** Instructions to follow **
Pick out every line of the entries below where "super" occurs, and copy those lines.

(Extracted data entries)
BEGIN

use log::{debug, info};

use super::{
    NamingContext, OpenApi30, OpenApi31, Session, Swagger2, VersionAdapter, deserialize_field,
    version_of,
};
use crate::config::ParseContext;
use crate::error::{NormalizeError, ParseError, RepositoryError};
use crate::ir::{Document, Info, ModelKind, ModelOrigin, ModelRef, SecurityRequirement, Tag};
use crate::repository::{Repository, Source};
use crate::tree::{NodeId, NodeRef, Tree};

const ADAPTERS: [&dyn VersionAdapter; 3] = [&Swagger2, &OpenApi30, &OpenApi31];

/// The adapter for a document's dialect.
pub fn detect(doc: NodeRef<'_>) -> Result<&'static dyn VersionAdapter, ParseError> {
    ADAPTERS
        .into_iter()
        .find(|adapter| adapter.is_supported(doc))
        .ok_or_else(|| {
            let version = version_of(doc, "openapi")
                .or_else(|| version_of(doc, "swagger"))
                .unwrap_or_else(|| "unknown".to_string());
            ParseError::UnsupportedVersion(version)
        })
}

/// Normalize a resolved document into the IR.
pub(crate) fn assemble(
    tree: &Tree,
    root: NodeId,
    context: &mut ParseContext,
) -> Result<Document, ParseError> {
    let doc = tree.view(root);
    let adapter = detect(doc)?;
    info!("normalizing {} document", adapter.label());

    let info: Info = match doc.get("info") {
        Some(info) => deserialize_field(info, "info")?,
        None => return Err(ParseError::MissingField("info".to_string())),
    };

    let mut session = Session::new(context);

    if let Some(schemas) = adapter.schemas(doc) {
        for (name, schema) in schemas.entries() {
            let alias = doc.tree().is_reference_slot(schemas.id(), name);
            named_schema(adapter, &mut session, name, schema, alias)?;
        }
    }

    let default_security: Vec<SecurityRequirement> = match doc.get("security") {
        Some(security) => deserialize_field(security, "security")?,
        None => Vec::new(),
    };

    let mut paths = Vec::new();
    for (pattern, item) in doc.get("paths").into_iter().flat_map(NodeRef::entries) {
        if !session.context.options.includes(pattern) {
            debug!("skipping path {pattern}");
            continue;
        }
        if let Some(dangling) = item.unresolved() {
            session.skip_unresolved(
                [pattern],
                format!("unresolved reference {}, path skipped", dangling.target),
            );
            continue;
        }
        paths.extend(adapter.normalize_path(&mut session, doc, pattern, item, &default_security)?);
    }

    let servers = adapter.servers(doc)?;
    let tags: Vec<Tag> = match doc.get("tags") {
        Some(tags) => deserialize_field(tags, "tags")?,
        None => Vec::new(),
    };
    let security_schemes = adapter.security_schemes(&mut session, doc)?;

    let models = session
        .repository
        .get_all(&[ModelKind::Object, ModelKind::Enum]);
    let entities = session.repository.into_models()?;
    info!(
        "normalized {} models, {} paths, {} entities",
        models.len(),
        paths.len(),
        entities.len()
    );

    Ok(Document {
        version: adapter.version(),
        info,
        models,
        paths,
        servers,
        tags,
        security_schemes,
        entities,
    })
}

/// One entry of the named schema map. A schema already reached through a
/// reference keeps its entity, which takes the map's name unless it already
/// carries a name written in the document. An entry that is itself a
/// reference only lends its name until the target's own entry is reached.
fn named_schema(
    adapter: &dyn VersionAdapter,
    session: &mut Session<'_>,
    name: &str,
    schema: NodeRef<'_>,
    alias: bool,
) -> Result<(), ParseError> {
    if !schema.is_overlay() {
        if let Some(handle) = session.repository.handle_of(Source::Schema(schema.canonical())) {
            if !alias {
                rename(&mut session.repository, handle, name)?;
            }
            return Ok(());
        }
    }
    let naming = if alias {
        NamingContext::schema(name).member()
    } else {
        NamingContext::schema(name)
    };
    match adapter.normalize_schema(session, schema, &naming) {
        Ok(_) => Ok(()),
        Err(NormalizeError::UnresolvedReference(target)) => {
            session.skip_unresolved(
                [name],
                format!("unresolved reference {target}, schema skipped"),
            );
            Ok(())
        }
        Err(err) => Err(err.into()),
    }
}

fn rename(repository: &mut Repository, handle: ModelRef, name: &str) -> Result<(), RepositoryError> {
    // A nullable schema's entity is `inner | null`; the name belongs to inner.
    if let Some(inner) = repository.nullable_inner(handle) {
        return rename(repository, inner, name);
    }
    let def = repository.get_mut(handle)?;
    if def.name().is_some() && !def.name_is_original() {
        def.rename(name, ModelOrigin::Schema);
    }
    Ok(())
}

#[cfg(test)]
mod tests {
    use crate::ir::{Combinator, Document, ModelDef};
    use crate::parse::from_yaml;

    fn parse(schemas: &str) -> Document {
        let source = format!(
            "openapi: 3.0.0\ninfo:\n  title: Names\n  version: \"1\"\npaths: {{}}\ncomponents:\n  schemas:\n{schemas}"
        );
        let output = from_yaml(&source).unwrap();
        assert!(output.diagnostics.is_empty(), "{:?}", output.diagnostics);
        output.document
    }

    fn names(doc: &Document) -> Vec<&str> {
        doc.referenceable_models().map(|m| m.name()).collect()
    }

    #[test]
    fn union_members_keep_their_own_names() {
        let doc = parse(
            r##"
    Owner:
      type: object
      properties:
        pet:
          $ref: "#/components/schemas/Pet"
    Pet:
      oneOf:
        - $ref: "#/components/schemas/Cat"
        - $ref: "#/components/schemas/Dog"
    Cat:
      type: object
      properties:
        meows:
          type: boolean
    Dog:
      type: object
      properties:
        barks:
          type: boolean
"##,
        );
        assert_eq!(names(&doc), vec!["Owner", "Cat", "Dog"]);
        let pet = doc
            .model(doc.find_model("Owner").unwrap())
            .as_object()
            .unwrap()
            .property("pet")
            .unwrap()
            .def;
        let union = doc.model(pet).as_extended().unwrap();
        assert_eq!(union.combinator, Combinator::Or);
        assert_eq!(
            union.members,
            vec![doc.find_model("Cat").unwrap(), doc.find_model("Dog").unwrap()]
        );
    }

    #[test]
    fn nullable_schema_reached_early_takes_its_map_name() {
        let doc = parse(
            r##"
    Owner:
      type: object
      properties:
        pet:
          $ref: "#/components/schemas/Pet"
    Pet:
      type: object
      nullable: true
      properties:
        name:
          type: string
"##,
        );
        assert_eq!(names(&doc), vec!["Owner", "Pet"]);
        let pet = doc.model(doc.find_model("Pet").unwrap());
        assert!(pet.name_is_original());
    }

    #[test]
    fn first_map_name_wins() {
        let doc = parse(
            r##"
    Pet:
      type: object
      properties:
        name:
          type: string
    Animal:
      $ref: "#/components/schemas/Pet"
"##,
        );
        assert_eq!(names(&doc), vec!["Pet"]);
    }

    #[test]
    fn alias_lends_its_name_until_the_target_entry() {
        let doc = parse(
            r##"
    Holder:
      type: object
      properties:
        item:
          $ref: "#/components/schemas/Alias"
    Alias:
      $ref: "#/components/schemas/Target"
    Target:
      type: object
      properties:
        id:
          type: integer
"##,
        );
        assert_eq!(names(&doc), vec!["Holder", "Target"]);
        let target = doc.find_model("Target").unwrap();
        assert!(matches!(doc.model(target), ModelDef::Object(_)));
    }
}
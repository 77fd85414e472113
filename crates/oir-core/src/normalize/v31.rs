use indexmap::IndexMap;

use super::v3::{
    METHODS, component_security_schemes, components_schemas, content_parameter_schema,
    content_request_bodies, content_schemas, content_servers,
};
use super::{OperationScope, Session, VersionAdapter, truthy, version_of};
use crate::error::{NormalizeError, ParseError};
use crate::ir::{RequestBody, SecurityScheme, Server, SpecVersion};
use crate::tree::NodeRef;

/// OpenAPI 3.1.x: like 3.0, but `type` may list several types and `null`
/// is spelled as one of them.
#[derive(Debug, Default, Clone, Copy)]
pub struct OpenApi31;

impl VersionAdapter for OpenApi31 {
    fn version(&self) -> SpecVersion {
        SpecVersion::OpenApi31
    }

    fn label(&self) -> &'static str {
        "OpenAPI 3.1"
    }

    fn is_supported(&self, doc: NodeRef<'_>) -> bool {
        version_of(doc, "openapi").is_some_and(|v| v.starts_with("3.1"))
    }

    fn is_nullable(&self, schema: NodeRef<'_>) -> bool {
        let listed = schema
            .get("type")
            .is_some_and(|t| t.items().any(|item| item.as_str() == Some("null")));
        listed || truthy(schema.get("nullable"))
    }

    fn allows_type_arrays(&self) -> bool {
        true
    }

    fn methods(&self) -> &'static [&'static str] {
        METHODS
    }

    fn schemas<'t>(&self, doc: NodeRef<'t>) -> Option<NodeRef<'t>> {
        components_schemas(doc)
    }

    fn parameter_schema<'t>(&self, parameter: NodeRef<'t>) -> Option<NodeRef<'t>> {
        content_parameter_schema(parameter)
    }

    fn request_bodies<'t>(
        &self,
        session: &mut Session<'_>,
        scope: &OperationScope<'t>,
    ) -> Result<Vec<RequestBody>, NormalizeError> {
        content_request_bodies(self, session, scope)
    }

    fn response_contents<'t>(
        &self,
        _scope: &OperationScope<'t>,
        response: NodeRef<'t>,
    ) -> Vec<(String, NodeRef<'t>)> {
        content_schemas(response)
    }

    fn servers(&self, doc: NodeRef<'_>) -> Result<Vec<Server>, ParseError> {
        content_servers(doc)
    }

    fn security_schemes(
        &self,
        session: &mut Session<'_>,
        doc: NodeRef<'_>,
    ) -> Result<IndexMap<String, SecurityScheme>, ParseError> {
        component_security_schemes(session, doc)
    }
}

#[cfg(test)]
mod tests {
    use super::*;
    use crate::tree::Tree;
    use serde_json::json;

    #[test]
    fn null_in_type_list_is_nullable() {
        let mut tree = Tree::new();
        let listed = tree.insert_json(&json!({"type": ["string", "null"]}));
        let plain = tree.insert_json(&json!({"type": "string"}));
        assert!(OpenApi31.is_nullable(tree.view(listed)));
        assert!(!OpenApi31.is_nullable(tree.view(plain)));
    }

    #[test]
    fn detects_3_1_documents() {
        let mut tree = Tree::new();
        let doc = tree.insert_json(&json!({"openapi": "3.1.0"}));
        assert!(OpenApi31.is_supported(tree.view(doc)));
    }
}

END

** Solution to this exercise **
use super::{
use super::v3::{
use super::{OperationScope, Session, VersionAdapter, truthy, version_of};
    use super::*;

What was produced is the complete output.